Friday, February 21, 2014

Thursday was pretty good, too

When we got up to a sunny morning on Thursday we put our beach walk back on the agenda. Before long we were on the road to Carlton Beach. We crossed Orielton Lagoon on the way and decided to stop for a few moments. Orielton is a Ramsar site, protected for both nesting and migratory shorebirds. As we’d driven along the causeway we’d seen crested grebes—my first sighting of them. From the trail that goes round the water we could see shorebirds but for the most part they were too distant or backlit to identify—

except for the omnipresent masked lapwings and a couple of muskducks that have unique silhouettes. The backlit shorebirds made lovely if unidentifiable silhouettes.
Pine nuts of some sort, I believe

On the ground at Orielton I found this clump of pine nuts of some sort. Native pines are not much like northern hemisphere pines. I can’t identify them, except for the celerytop pine—not, strictly speaking, a pine but a Podocarpaceae—I grew to recognize when I was at Lake St. Clair in 2009.

When we reached Carlton Beach we puttered along the sand picking up bits of shell and feathers, tuning over the small tangles of seaweed. It's a lovely long stretch of sand, with eucalyptus forest on one side and she oak on the other. 
Pied oystercatchers feeding at Carlton Beach, eucalypts behind

Surf rolling in at Carlton Beach
We walked towards the mouth of the Carlton River. Pied oystercatchers fed, keeping a certain distance from us. 
When we reached their point of tolerance they took off in groups to land further along or behind us. A large patch of the beach was pockmarked with a mix of little holes and little balls of sand. I wondered if the oystercatchers had made the holes,  plunging those orange beaks into the sand as they fed. But then we saw hundreds of tiny crabs (the biggest no bigger than a thumbnail) scuttling about in that patch. The crabs looked like tiny jewels. Perhaps the holes and sand balls were theirs.

Tiny crab


Other birds than oystercatchers use this beach and its banks, as this sign reveals, but we didn’t see any of them.
I do like the new landforms, 'mudf lats' and 'sand lats' -- who knew a font could have such an effect? 
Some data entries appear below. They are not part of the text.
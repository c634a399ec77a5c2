use std::time::Instant;

use axum::{
    body::Body,
    http::{HeaderValue, Request, header::CACHE_CONTROL},
    middleware::Next,
    response::Response,
};
use tracing::{error, warn};
use uuid::Uuid;

use crate::application::error::ErrorReport;
use crate::cache::CacheResource;

use super::X_CACHE_BYPASS;

#[derive(Clone)]
pub struct RequestContext {
    pub request_id: String,
}

pub async fn set_request_context(mut request: Request<Body>, next: Next) -> Response {
    let request_id = Uuid::new_v4().to_string();
    let ctx = RequestContext {
        request_id: request_id.clone(),
    };
    request.extensions_mut().insert(ctx.clone());

    let mut response = next.run(request).await;
    response.extensions_mut().insert(ctx);
    response
}

/// Normalize bypass signals into `x-cache-bypass: 1` and stamp edge cache
/// headers on successful responses of TTL-governed paths.
pub async fn cache_policy(mut request: Request<Body>, next: Next) -> Response {
    let path = request.uri().path().to_string();
    let resource = CacheResource::for_path(&path);

    if wants_bypass(&request, resource) {
        request
            .headers_mut()
            .insert(X_CACHE_BYPASS, HeaderValue::from_static("1"));
    }

    let mut response = next.run(request).await;

    if let Some(resource) = resource
        && response.status().is_success()
    {
        let ttl = resource.ttl().as_secs();
        let policy = format!("public, s-maxage={ttl}, stale-while-revalidate={}", ttl / 2);
        if let Ok(value) = HeaderValue::from_str(&policy) {
            response.headers_mut().insert(CACHE_CONTROL, value);
        }
    }
    response
}

fn wants_bypass(request: &Request<Body>, resource: Option<CacheResource>) -> bool {
    let query = request.uri().query().unwrap_or("");
    if has_flag(query, "refresh") {
        return true;
    }
    if resource == Some(CacheResource::Suggestions) && has_flag(query, "nocache") {
        return true;
    }
    request
        .headers()
        .get(CACHE_CONTROL)
        .and_then(|value| value.to_str().ok())
        .is_some_and(|value| value.contains("no-cache") || value.contains("no-store"))
}

fn has_flag(query: &str, name: &str) -> bool {
    query
        .split('&')
        .filter_map(|pair| pair.split_once('='))
        .any(|(key, value)| key == name && value == "1")
}

pub async fn log_responses(request: Request<Body>, next: Next) -> Response {
    let method = request.method().clone();
    let uri = request.uri().clone();
    let start = Instant::now();

    let request_id = request
        .extensions()
        .get::<RequestContext>()
        .map(|ctx| ctx.request_id.clone())
        .unwrap_or_default();

    let mut response = next.run(request).await;
    let status = response.status();

    if status.is_client_error() || status.is_server_error() {
        let elapsed_ms = start.elapsed().as_millis();
        let report = response.extensions_mut().remove::<ErrorReport>();
        let (source, messages) = match report {
            Some(report) => (report.source, report.messages),
            None => ("unknown", Vec::new()),
        };
        let detail = messages
            .first()
            .cloned()
            .unwrap_or_else(|| "no diagnostic available".to_string());

        if status.is_server_error() {
            error!(
                target = "tenderscope::http::response",
                status = status.as_u16(),
                method = %method,
                path = %uri.path(),
                query = uri.query().unwrap_or(""),
                elapsed_ms = elapsed_ms,
                source = source,
                detail = %detail,
                chain = ?messages,
                request_id = request_id,
                "request failed",
            );
        } else {
            warn!(
                target = "tenderscope::http::response",
                status = status.as_u16(),
                method = %method,
                path = %uri.path(),
                query = uri.query().unwrap_or(""),
                elapsed_ms = elapsed_ms,
                source = source,
                detail = %detail,
                chain = ?messages,
                request_id = request_id,
                "client request error",
            );
        }
    }

    response
}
Jellyfish have been in the news here this summer—a kind of plague of small ones, along with some enormous and until now unknown species have washed up on beaches all over the state. We saw two jellyfish as we walked, one perfectly round one partly covered by sand, and this bright red one.
Unidentified jellyfish


We walked for an hour or so, our ears filled with the sounds of the surf and the wind. The sun grew hot and we got hungry—a sure sign it was time to head home for lunch and a breather before heading out to the Hobart Book Shop for the launch of Peter Timms’s novel Asking for Trouble. After the launch we went to Flippers, a  boat at Constitution Dock that sells excellent fish and chips, and bought take-away supper. We brought the steaming boxes home and ate our trevalla at the dining room table while we watched the light grow dim along the Derwent, one of the continual pleasures of being here.